— Your instructions —
Go line by line through the entries and show those that hold the string "toml".

— Entries shown —
use rollguard_ctl::report::{format_history, render};
use rollguard_ctl::{Orchestrator, OutputFormat};

pub fn history(orchestrator: &Orchestrator, limit: usize, output: OutputFormat) -> anyhow::Result<()> {
    let entries = orchestrator.history(limit)?;
    println!("{}", render(output, &entries, |e| format_history(e))?);
    Ok(())
}
use std::path::PathBuf;
use std::sync::Arc;
use std::time::Duration;

use anyhow::Context;
use clap::{Parser, Subcommand, ValueEnum};
use rollguard_cluster::{KubectlConfig, KubectlGateway};
use rollguard_core::{RollguardConfig, StrategyKind};
use rollguard_ctl::{Orchestrator, OutputFormat, StdinConfirmer};
use rollguard_rollback::{Confirmer, FixedAnswer};
use rollguard_state::StateStore;
use tokio::sync::watch;
use tracing::info;
use tracing_subscriber::EnvFilter;

mod commands;

#[derive(Parser)]
#[command(
    name = "rollguard",
    about = "rollguard: guarded rollouts and rollbacks for cluster workloads",
    version,
    propagate_version = true
)]
struct Cli {
    /// Path to rollguard.toml
    #[arg(short, long, global = true, default_value = "rollguard.toml")]
    config: PathBuf,

    /// Override the namespace from the config file
    #[arg(short, long, global = true)]
    namespace: Option<String>,

    /// Override the environment (production/prod require confirmation)
    #[arg(short, long, global = true)]
    environment: Option<String>,

    /// Kubeconfig passed to kubectl
    #[arg(long, global = true)]
    kubeconfig: Option<PathBuf>,

    /// kubectl context
    #[arg(long, global = true)]
    context: Option<String>,

    /// Log line format
    #[arg(long, global = true, value_enum, default_value_t = LogFormat::Text)]
    log_format: LogFormat,

    /// Outcome format on stdout
    #[arg(short, long, global = true, value_enum, default_value_t = OutputFormat::Text)]
    output: OutputFormat,

    #[command(subcommand)]
    command: Commands,
}

#[derive(Debug, Clone, Copy, PartialEq, Eq, ValueEnum)]
enum LogFormat {
    Text,
    Json,
}

#[derive(Subcommand)]
enum Commands {
    /// Roll the workload out to a new image.
    ///
    /// Strategy is read from [rollout].strategy unless --strategy is given.
    /// A failed rollout that already touched the live workload is rolled
    /// back unless --no-rollback is set.
    Deploy {
        /// Target image for the app
        #[arg(short, long)]
        image: String,
        /// Target image for the worker (default: the app image)
        #[arg(long)]
        worker_image: Option<String>,
        /// rolling, blue-green, or canary
        #[arg(short, long)]
        strategy: Option<StrategyKind>,
        /// Leave a failed rollout as it is
        #[arg(long)]
        no_rollback: bool,
        /// Watch trigger signals after a successful rollout
        #[arg(long)]
        monitor: bool,
        /// Stop monitoring after this long (e.g. 30m)
        #[arg(long, value_parser = parse_duration_arg)]
        monitor_duration: Option<Duration>,
        #[arg(long)]
        skip_preflight: bool,
    },
    /// Revert components to a previous state.
    Rollback {
        /// application, database, infrastructure, monitoring, full, or
        /// partial:COMP[,COMP...]
        #[arg(short = 't', long = "type", default_value = "full")]
        rollback_type: String,
        /// previous, revision:N, or backup:NAME
        #[arg(long, default_value = "previous")]
        target: String,
        #[arg(short, long, default_value = "manual rollback")]
        reason: String,
        /// Skip the production confirmation prompt
        #[arg(short, long)]
        yes: bool,
    },
    /// Watch trigger signals and roll back when one fires.
    Monitor {
        /// Stop after this long without a breach (e.g. 1h)
        #[arg(long, value_parser = parse_duration_arg)]
        max_duration: Option<Duration>,
    },
    /// Manage backups
    Backup {
        #[command(subcommand)]
        action: BackupAction,
    },
    /// Show recorded deployments and rollbacks, newest first
    History {
        #[arg(short, long, default_value_t = 20)]
        limit: usize,
    },
}

#[derive(Subcommand)]
enum BackupAction {
    /// Snapshot every managed component
    Create {
        /// Backup name (default: generated)
        #[arg(long)]
        name: Option<String>,
    },
    /// List backups, newest first
    List,
    /// Show one backup
    Show { name: String },
}

fn parse_duration_arg(s: &str) -> Result<Duration, String> {
    rollguard_core::parse_duration(s).ok_or_else(|| format!("invalid duration {s:?}"))
}

fn init_tracing(format: LogFormat) {
    let filter = EnvFilter::try_from_default_env()
        .unwrap_or_else(|_| EnvFilter::new("info,rollguard=debug"));
    let builder = tracing_subscriber::fmt()
        .with_env_filter(filter)
        .with_writer(std::io::stderr);
    match format {
        LogFormat::Text => builder.init(),
        LogFormat::Json => builder.json().init(),
    }
}

fn load_config(cli: &Cli) -> anyhow::Result<RollguardConfig> {
    let mut config = if cli.config.exists() {
        RollguardConfig::load(&cli.config)
            .with_context(|| format!("loading {}", cli.config.display()))?
    } else {
        RollguardConfig::default()
    };
    if let Some(ns) = &cli.namespace {
        config.namespace = ns.clone();
    }
    if let Some(env) = &cli.environment {
        config.environment = env.clone();
    }
    config.validate()?;
    Ok(config)
}

#[tokio::main]
async fn main() -> anyhow::Result<()> {
    let cli = Cli::parse();
    init_tracing(cli.log_format);

    let config = load_config(&cli)?;
    let data_dir = PathBuf::from(&config.data_dir);
    std::fs::create_dir_all(&data_dir)
        .with_context(|| format!("creating data dir {}", data_dir.display()))?;
    let state = StateStore::open(&data_dir.join("state.redb"))?;

    let gateway = Arc::new(KubectlGateway::new(KubectlConfig {
        kubeconfig: cli.kubeconfig.clone(),
        context: cli.context.clone(),
        ..Default::default()
    }));
    let confirmer: Arc<dyn Confirmer> = match &cli.command {
        Commands::Rollback { yes: true, .. } => Arc::new(FixedAnswer(true)),
        _ => Arc::new(StdinConfirmer),
    };
    info!(
        environment = %config.environment,
        namespace = %config.namespace,
        workload = %config.workload.app,
        "rollguard starting"
    );
    let orchestrator =
        Orchestrator::new(config, gateway, state, data_dir.join("backups"), confirmer);

    let (shutdown_tx, shutdown_rx) = watch::channel(false);
    tokio::spawn(async move {
        if tokio::signal::ctrl_c().await.is_ok() {
            info!("received shutdown signal");
            let _ = shutdown_tx.send(true);
        }
    });

    let output = cli.output;
    match cli.command {
        Commands::Deploy {
            image,
            worker_image,
            strategy,
            no_rollback,
            monitor,
            monitor_duration,
            skip_preflight,
        } => {
            let args = commands::deploy::DeployArgs {
                image,
                worker_image,
                strategy,
                no_rollback,
                monitor,
                monitor_duration,
                skip_preflight,
            };
            commands::deploy::deploy(&orchestrator, args, output, shutdown_rx).await
        }
        Commands::Rollback {
            rollback_type,
            target,
            reason,
            yes: _,
        } => {
            commands::rollback::rollback(&orchestrator, &rollback_type, &target, &reason, output)
                .await
        }
        Commands::Monitor { max_duration } => {
            commands::monitor::monitor(&orchestrator, max_duration, output, shutdown_rx).await
        }
        Commands::Backup { action } => match action {
            BackupAction::Create { name } => {
                commands::backup::create(&orchestrator, name.as_deref(), output).await
            }
            BackupAction::List => commands::backup::list(&orchestrator, output),
            BackupAction::Show { name } => commands::backup::show(&orchestrator, &name, output),
        },
        Commands::History { limit } => commands::history::history(&orchestrator, limit, output),
    }
}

— Finished task —
    /// Path to rollguard.toml
    #[arg(short, long, global = true, default_value = "rollguard.toml")]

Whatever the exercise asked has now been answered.